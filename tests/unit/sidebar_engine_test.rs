use std::sync::atomic::{AtomicBool, AtomicUsize, Ordering};
use std::sync::{Arc, Mutex};
use std::time::Duration;

use async_trait::async_trait;
use serde_json::{json, Value};
use tabsidebar::backend::{Backend, LiveBackend, SimulatedBackend};
use tabsidebar::bus::{ChangeBus, Notifier};
use tabsidebar::engine::{MutationOutcome, RefreshOutcome, SidebarEngine};
use tabsidebar::host::transport::HostTransport;
use tabsidebar::types::errors::{HostError, SidebarError};
use tabsidebar::types::group::GroupId;
use tabsidebar::types::snapshot::{SidebarRow, Snapshot};
use tabsidebar::types::tab::{Tab, TabId};
use tokio::sync::oneshot;

fn tab(id: i64, index: usize, title: &str, pinned: bool) -> Tab {
    let mut t = Tab::new(TabId(id), index, title, &format!("https://tab{}.example", id));
    t.pinned = pinned;
    t
}

fn simulated(tabs: Vec<Tab>) -> Arc<SidebarEngine> {
    SidebarEngine::new(Backend::Simulated(SimulatedBackend::new(tabs, Vec::new(), Notifier::detached())))
}

fn demo_engine(notifier: Notifier) -> Arc<SidebarEngine> {
    SidebarEngine::new(Backend::Simulated(SimulatedBackend::with_demo_data(notifier, 10)))
}

fn visible_ids(snapshot: &Snapshot) -> Vec<i64> {
    snapshot.visible_tabs().map(|t| t.id.0).collect()
}

fn applied(outcome: RefreshOutcome) -> Arc<Snapshot> {
    match outcome {
        RefreshOutcome::Applied(snapshot) => snapshot,
        RefreshOutcome::Superseded => panic!("refresh unexpectedly superseded"),
    }
}

#[tokio::test]
async fn test_search_is_case_insensitive_and_keeps_order() {
    let engine = simulated(vec![
        tab(1, 0, "React Documentation", false),
        tab(2, 1, "Tailwind CSS", false),
    ]);

    let snapshot = applied(engine.set_search_query("react").await.unwrap());

    assert_eq!(visible_ids(&snapshot), vec![1]);
    assert_eq!(snapshot.query, "react");
    assert_eq!(snapshot.tabs.len(), 2, "raw data is not filtered");
}

#[tokio::test]
async fn test_search_matches_url_and_empty_query_matches_all() {
    let engine = demo_engine(Notifier::detached());

    let snapshot = applied(engine.set_search_query("ATLASSIAN").await.unwrap());
    assert_eq!(visible_ids(&snapshot), vec![5]);

    let snapshot = applied(engine.set_search_query("").await.unwrap());
    assert_eq!(visible_ids(&snapshot), vec![3, 4, 1, 2, 5, 6, 7, 8]);
}

#[tokio::test]
async fn test_search_keeps_group_header_for_matching_members() {
    let engine = demo_engine(Notifier::detached());
    let snapshot = applied(engine.set_search_query("best").await.unwrap());
    assert_eq!(
        snapshot.rows.iter().map(|r| matches!(r, SidebarRow::GroupHeader { .. })).collect::<Vec<_>>(),
        vec![true, false]
    );
    assert_eq!(snapshot.headers(), vec![GroupId(2)]);
}

#[tokio::test]
async fn test_refresh_is_idempotent() {
    let engine = demo_engine(Notifier::detached());
    let first = applied(engine.refresh().await.unwrap());
    let second = applied(engine.refresh().await.unwrap());

    assert_eq!(first.tabs, second.tabs);
    assert_eq!(first.groups, second.groups);
    assert_eq!(first.pinned, second.pinned);
    assert_eq!(first.rows, second.rows);
    assert!(second.generation > first.generation);
}

#[tokio::test]
async fn test_collapsed_group_hides_members_but_keeps_data() {
    let engine = demo_engine(Notifier::detached());
    engine.refresh().await.unwrap();

    assert_eq!(engine.toggle_group_collapsed(GroupId(1)).await.unwrap(), MutationOutcome::Applied);
    let snapshot = applied(engine.refresh().await.unwrap());

    assert!(snapshot.groups[&GroupId(1)].collapsed);
    let visible = visible_ids(&snapshot);
    assert!(!visible.contains(&2));
    assert!(!visible.contains(&5));
    assert_eq!(snapshot.group_members(GroupId(1)).len(), 2);
    assert!(snapshot.headers().contains(&GroupId(1)));
}

#[tokio::test]
async fn test_pinned_and_unpinned_have_independent_index_spaces() {
    let engine = simulated(vec![
        tab(1, 0, "A", true),
        tab(2, 1, "B", false),
        tab(3, 2, "C", true),
        tab(4, 3, "D", false),
    ]);
    let snapshot = applied(engine.refresh().await.unwrap());

    let pinned: Vec<(i64, usize)> = snapshot.pinned.iter().map(|t| (t.id.0, t.index)).collect();
    assert_eq!(pinned, vec![(1, 0), (3, 1)]);
    let unpinned: Vec<(i64, usize)> = snapshot
        .rows
        .iter()
        .filter_map(|r| match r {
            SidebarRow::Tab { tab } => Some((tab.id.0, tab.index)),
            SidebarRow::GroupHeader { .. } => None,
        })
        .collect();
    assert_eq!(unpinned, vec![(2, 0), (4, 1)]);
}

#[tokio::test]
async fn test_drag_first_tab_to_end() {
    let engine = simulated(vec![tab(1, 0, "T1", false), tab(2, 1, "T2", false), tab(3, 2, "T3", false)]);
    engine.refresh().await.unwrap();

    assert_eq!(engine.drop_tab(TabId(1), 2).await.unwrap(), MutationOutcome::Applied);

    let snapshot = applied(engine.refresh().await.unwrap());
    let order: Vec<(i64, usize)> = snapshot.tabs.iter().map(|t| (t.id.0, t.index)).collect();
    assert_eq!(order, vec![(2, 0), (3, 1), (1, 2)]);
}

#[tokio::test]
async fn test_drop_edge_cases_do_not_reach_backend() {
    let engine = demo_engine(Notifier::detached());
    engine.refresh().await.unwrap();

    // Google is unpinned index 0.
    assert_eq!(engine.drop_tab(TabId(1), 0).await.unwrap(), MutationOutcome::Unchanged);
    // Pinned tabs are not draggable.
    assert_eq!(engine.drop_tab(TabId(3), 4).await.unwrap(), MutationOutcome::Unchanged);
    // Unknown tab: stale request, dropped quietly.
    assert_eq!(engine.drop_tab(TabId(77), 1).await.unwrap(), MutationOutcome::Stale);

    let snapshot = applied(engine.refresh().await.unwrap());
    assert_eq!(snapshot.tabs[2].id, TabId(1));
}

#[tokio::test(start_paused = true)]
async fn test_same_index_drop_fires_no_notification() {
    let bus = ChangeBus::new(Duration::from_millis(50));
    let count = Arc::new(AtomicUsize::new(0));
    let c = count.clone();
    let _sub = bus.subscribe(move || {
        c.fetch_add(1, Ordering::SeqCst);
    });
    let engine = demo_engine(bus.notifier());
    engine.refresh().await.unwrap();

    engine.drop_tab(TabId(5), 2).await.unwrap();
    tokio::time::sleep(Duration::from_millis(200)).await;

    assert_eq!(count.load(Ordering::SeqCst), 0);
}

#[tokio::test]
async fn test_stale_ids_are_dropped_quietly() {
    let engine = demo_engine(Notifier::detached());
    engine.refresh().await.unwrap();

    assert_eq!(engine.activate(TabId(404)).await.unwrap(), MutationOutcome::Stale);
    assert_eq!(engine.close(TabId(404)).await.unwrap(), MutationOutcome::Stale);
    assert_eq!(engine.toggle_pin(TabId(404)).await.unwrap(), MutationOutcome::Stale);
    assert_eq!(engine.toggle_mute(TabId(404)).await.unwrap(), MutationOutcome::Stale);
    assert_eq!(engine.toggle_group_collapsed(GroupId(404)).await.unwrap(), MutationOutcome::Stale);
    assert_eq!(engine.set_group_collapsed(GroupId(404), true).await.unwrap(), MutationOutcome::Stale);
}

#[tokio::test(start_paused = true)]
async fn test_mutations_flow_through_bus_into_new_snapshot() {
    let bus = ChangeBus::new(Duration::from_millis(50));
    let engine = demo_engine(bus.notifier());
    engine.attach(&bus);
    engine.refresh().await.unwrap();
    let mut updates = engine.watch();
    updates.borrow_and_update();

    let id = engine.create(Some("https://rust-lang.org")).await.unwrap();
    assert_eq!(engine.toggle_mute(TabId(1)).await.unwrap(), MutationOutcome::Applied);
    tokio::time::sleep(Duration::from_millis(200)).await;

    assert!(updates.has_changed().unwrap());
    let snapshot = engine.snapshot();
    let created = snapshot.find_tab(id).unwrap();
    assert_eq!(created.url, "https://rust-lang.org");
    assert_eq!(snapshot.active_tab().map(|t| t.id), Some(id));
    assert!(snapshot.find_tab(TabId(1)).unwrap().muted);

    engine.detach();
    assert_eq!(bus.subscriber_count(), 0);
}

#[tokio::test]
async fn test_recently_closed_from_engine() {
    let engine = demo_engine(Notifier::detached());
    engine.refresh().await.unwrap();
    engine.close(TabId(8)).await.unwrap();

    let recent = engine.recently_closed().await.unwrap();
    assert_eq!(recent[0].title, "Best Buy");
    assert_eq!(recent.len(), 4);
}

/// Host double: serves a fixed window, can fail on demand and can hold the
/// first `tabs.query` until released.
struct ScriptedHost {
    fail: AtomicBool,
    title: Mutex<String>,
    gate: Mutex<Option<oneshot::Receiver<()>>>,
}

impl ScriptedHost {
    fn new(title: &str) -> Arc<Self> {
        Arc::new(Self {
            fail: AtomicBool::new(false),
            title: Mutex::new(title.to_string()),
            gate: Mutex::new(None),
        })
    }
}

#[async_trait]
impl HostTransport for ScriptedHost {
    async fn call(&self, method: &str, _params: Value) -> Result<Value, HostError> {
        if self.fail.load(Ordering::SeqCst) {
            return Err(HostError::Failed("host busy".to_string()));
        }
        match method {
            "tabs.query" => {
                let title = self.title.lock().unwrap().clone();
                let gate = self.gate.lock().unwrap().take();
                if let Some(gate) = gate {
                    let _ = gate.await;
                }
                Ok(json!([{"id": 1, "index": 0, "title": title, "url": "https://a.example"}]))
            }
            "tabGroups.query" => Ok(json!([])),
            _ => Ok(Value::Null),
        }
    }
}

fn live_engine(host: Arc<ScriptedHost>) -> Arc<SidebarEngine> {
    SidebarEngine::new(Backend::Live(LiveBackend::new(host, 10)))
}

#[tokio::test]
async fn test_fetch_failure_keeps_previous_snapshot() {
    let host = ScriptedHost::new("first");
    let engine = live_engine(host.clone());
    let before = applied(engine.refresh().await.unwrap());

    host.fail.store(true, Ordering::SeqCst);
    let result = engine.refresh().await;

    assert!(matches!(result, Err(SidebarError::FetchFailure(_))));
    let after = engine.snapshot();
    assert!(Arc::ptr_eq(&before, &after));
    assert_eq!(after.tabs[0].title, "first");
}

#[tokio::test]
async fn test_late_completion_of_older_refresh_is_discarded() {
    let host = ScriptedHost::new("old");
    let (release, gate) = oneshot::channel();
    *host.gate.lock().unwrap() = Some(gate);
    let engine = live_engine(host.clone());

    let slow = tokio::spawn({
        let engine = engine.clone();
        async move { engine.refresh().await }
    });
    // Let the first refresh claim its generation and park on the gate.
    for _ in 0..10 {
        tokio::task::yield_now().await;
    }

    *host.title.lock().unwrap() = "new".to_string();
    let fast = applied(engine.refresh().await.unwrap());
    assert_eq!(fast.tabs[0].title, "new");

    release.send(()).unwrap();
    let late = slow.await.unwrap().unwrap();

    assert!(matches!(late, RefreshOutcome::Superseded));
    assert_eq!(engine.snapshot().tabs[0].title, "new");
    assert_eq!(engine.snapshot().generation, fast.generation);
}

• Exercise objective: A single number is required: the count of lines in the data above that include the string "fast".

• Result of this task: 3